Hero is adapted by Alice Childress from her award-winning, banned, and protested novel, “a merciless yet compassionate examination of how the world has failed a thirteen-year-old heroin addict named Benjie.”** A smart kid who is “always tryna be heavier than anybody else,” Benjie (Larry B. Scott) lives with his mother, Sweets (Cicely Tyson), stepfather, Butler (Paul Winfield) and grandmother, Mrs. Bell (Helen Martin). In an inspired scene, Childress perfectly outlines the family dynamics when Butler starts with the pretense of teaching Benjie a card game and ends with a description of them and Sweets as “two jackasses and a lady.” This is, ultimately, Hero’s central relationship: a stepfather and son, and the father between them, who is not there.

That space has to be filled, and Benjie seeks a whole crowd for it. But to secure them, he must “yield to the machismo initiation rites of the street: he must accept all dares, participate in the drug culture [and] resist parental and legal authority.*** In an early sequence, Benjie, high for the first time, rails against this authority: “down with so-called stepfathers…so-called school, so-called teachers.” Behind him, a sign advises, “Injoy today tomorrow goin’ be worse.”

Parts Never Cohere

“I was very impressed by the film Rashomon…[The] characters tell their stories. Each one’s version is reenacted within the film. But all were lying except one…I do an opposite thing,” elaborates Childress. “In my writing, all the stories differ, but I see that you can get ten different stories out of people all telling the truth. We don’t all view things the same way, each perspective is different.”****

Hero reads like a series of interrelated monologues: the viewpoints change, but the results of prejudice stay the same. In translating the novel to the screen, Childress admirably retains this range of perspectives, and though one reviewer insists that “the parts never cohere,”***** I would argue they confront each other, in the way a complex ensemble drama should. Those parts all speak, from whence they came.

Start Where You Are

One of the film’s first shots is focused on a George Washington Carver quote on a school wall: “Start where you are with what you have; make something of it; never be satisfied.” Two of Benjie’s teachers, Nigeria (Glynn Turman) and Cohen (David Groh), black and white, argue about what would today be called “identity politics,” but Childress’ dialogue is so sharp that by the end of the scene we recognize everyone has an identity, it’s only a question of whose are given priority.

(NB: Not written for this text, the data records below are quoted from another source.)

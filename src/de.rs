//! Decoding capabilities.
//!
//! This module provides the [`Decoder`] trait, the contract a type's decode
//! capability implements, together with the reusable building blocks every
//! composite decoder is assembled from:
//!
//! - [`IntDecoder`]: one token, parsed as a base-10 signed integer
//! - [`TextDecoder`]: one token, taken literally
//! - [`SeqDecoder`]: a length-prefixed sequence of any element capability
//! - Tuples of capabilities, for positional field groups
//!
//! ## Capabilities are values
//!
//! A capability is a plain value, not a singleton: `SeqDecoder::new(TextDecoder)`
//! and `SeqDecoder::new(SeqDecoder::new(IntDecoder))` are both ordinary
//! expressions, so arbitrarily deep nesting falls out of construction alone.
//! Composite decoders for record types delegate to the capabilities of their
//! fields in declared order:
//!
//! ```rust
//! use slashload::{load, Decoder, IntDecoder, Result, TextDecoder, TokenStream};
//!
//! #[derive(Debug, PartialEq)]
//! struct Employee {
//!     name: String,
//!     age: i64,
//! }
//!
//! struct EmployeeDecoder;
//!
//! impl Decoder for EmployeeDecoder {
//!     type Value = Employee;
//!
//!     fn decode(&self, stream: &mut TokenStream<'_>) -> Result<Employee> {
//!         Ok(Employee {
//!             name: TextDecoder.decode(stream)?,
//!             age: IntDecoder.decode(stream)?,
//!         })
//!     }
//! }
//!
//! let employee = load("tama/5", &EmployeeDecoder).unwrap();
//! assert_eq!(employee, Employee { name: "tama".to_string(), age: 5 });
//! ```
//!
//! ## Exact consumption
//!
//! The stream offers no peek and no rewind, so every decoder consumes exactly
//! the tokens its value requires: a scalar takes one token, a sequence takes
//! one count token plus the sum of its elements, and a composite takes the
//! sum of its fields in order.

use crate::error::{Error, Result};
use crate::stream::TokenStream;

/// A decoding capability: given a token stream, produce one value of
/// [`Self::Value`](Decoder::Value), consuming exactly the tokens that value
/// requires.
///
/// The only side effect permitted is advancing the stream cursor. Decoders
/// carry no mutable state, so a capability value can be shared freely,
/// including across threads, and used for any number of decodes.
///
/// The trait is object-safe; `&dyn Decoder<Value = T>` composes like any
/// other capability.
pub trait Decoder {
    /// The type this capability produces.
    type Value;

    /// Decodes one value from the stream.
    ///
    /// # Errors
    ///
    /// Propagates the first failure encountered: [`Error::EndOfStream`] if
    /// the stream runs short, [`Error::ParseError`] for an unconvertible
    /// scalar token, or [`Error::InvalidLength`] for a negative sequence
    /// count. On failure the stream is left partially advanced and should
    /// be discarded.
    fn decode(&self, stream: &mut TokenStream<'_>) -> Result<Self::Value>;
}

impl<D: Decoder + ?Sized> Decoder for &D {
    type Value = D::Value;

    fn decode(&self, stream: &mut TokenStream<'_>) -> Result<Self::Value> {
        (**self).decode(stream)
    }
}

impl<D: Decoder + ?Sized> Decoder for Box<D> {
    type Value = D::Value;

    fn decode(&self, stream: &mut TokenStream<'_>) -> Result<Self::Value> {
        (**self).decode(stream)
    }
}

/// Capability for base-10 signed integers. Consumes exactly one token.
///
/// # Examples
///
/// ```rust
/// use slashload::{load, IntDecoder};
///
/// assert_eq!(load("33", &IntDecoder).unwrap(), 33);
/// assert_eq!(load("-7", &IntDecoder).unwrap(), -7);
/// assert!(load("abc", &IntDecoder).is_err());
/// ```
#[derive(Debug, Clone, Copy, Default)]
pub struct IntDecoder;

impl Decoder for IntDecoder {
    type Value = i64;

    fn decode(&self, stream: &mut TokenStream<'_>) -> Result<i64> {
        let position = stream.position();
        let token = stream.next_token()?;
        token
            .parse()
            .map_err(|_| Error::parse(position, token, "integer"))
    }
}

/// Capability for text. Consumes exactly one token; the token's literal
/// content is the value.
///
/// Tokens containing the active delimiter cannot be represented: the format
/// performs no escaping, so such text is split apart before any decoder sees
/// it.
///
/// # Examples
///
/// ```rust
/// use slashload::{load, TextDecoder};
///
/// assert_eq!(load("abc", &TextDecoder).unwrap(), "abc");
/// ```
#[derive(Debug, Clone, Copy, Default)]
pub struct TextDecoder;

impl Decoder for TextDecoder {
    type Value = String;

    fn decode(&self, stream: &mut TokenStream<'_>) -> Result<String> {
        Ok(stream.next_token()?.to_string())
    }
}

/// Capability for length-prefixed sequences, parameterized by the capability
/// of its element type.
///
/// Decoding reads one integer count `n`, then exactly `n` elements in order.
/// This is length-prefixed framing, not delimiter-terminated: there is no end
/// marker, and tokens past the `n`th element are left unread for whoever owns
/// the stream next.
///
/// # Examples
///
/// ```rust
/// use slashload::{load, SeqDecoder, TextDecoder};
///
/// let fruit = load("3/apple/banana/cherry", &SeqDecoder::new(TextDecoder)).unwrap();
/// assert_eq!(fruit, vec!["apple", "banana", "cherry"]);
/// ```
///
/// Nesting is plain construction:
///
/// ```rust
/// use slashload::{load, IntDecoder, SeqDecoder};
///
/// let rows = load("2/2/1/2/1/9", &SeqDecoder::new(SeqDecoder::new(IntDecoder))).unwrap();
/// assert_eq!(rows, vec![vec![1, 2], vec![9]]);
/// ```
#[derive(Debug, Clone, Copy, Default)]
pub struct SeqDecoder<D> {
    element: D,
}

impl<D> SeqDecoder<D> {
    /// Creates a sequence capability around an element capability.
    pub fn new(element: D) -> Self {
        SeqDecoder { element }
    }
}

impl<D: Decoder> Decoder for SeqDecoder<D> {
    type Value = Vec<D::Value>;

    fn decode(&self, stream: &mut TokenStream<'_>) -> Result<Vec<D::Value>> {
        let count_position = stream.position();
        let count = IntDecoder.decode(stream)?;
        if count < 0 {
            return Err(Error::invalid_length(count_position, count));
        }
        let count = count as usize;

        // Every element consumes at least one token, so remaining() bounds
        // any count the stream can actually satisfy.
        let mut items = Vec::with_capacity(count.min(stream.remaining()));
        for _ in 0..count {
            items.push(self.element.decode(stream)?);
        }
        Ok(items)
    }
}

impl<A: Decoder, B: Decoder> Decoder for (A, B) {
    type Value = (A::Value, B::Value);

    fn decode(&self, stream: &mut TokenStream<'_>) -> Result<Self::Value> {
        let a = self.0.decode(stream)?;
        let b = self.1.decode(stream)?;
        Ok((a, b))
    }
}

impl<A: Decoder, B: Decoder, C: Decoder> Decoder for (A, B, C) {
    type Value = (A::Value, B::Value, C::Value);

    fn decode(&self, stream: &mut TokenStream<'_>) -> Result<Self::Value> {
        let a = self.0.decode(stream)?;
        let b = self.1.decode(stream)?;
        let c = self.2.decode(stream)?;
        Ok((a, b, c))
    }
}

Nigeria teaches African history, emphasizing their royal lineage, and announces, “we got nothing but great people in here.” Cohen requires Benjie to read his essay aloud, then follows it with the statement: “You could become somebody.” Benjie looks up and remarks, “I’m somebody right now.” The excellence of Larry B. Scott’s delivery, though, is that you’re not sure if Benjie is mouthing off, or making a statement of divine worth, or something between.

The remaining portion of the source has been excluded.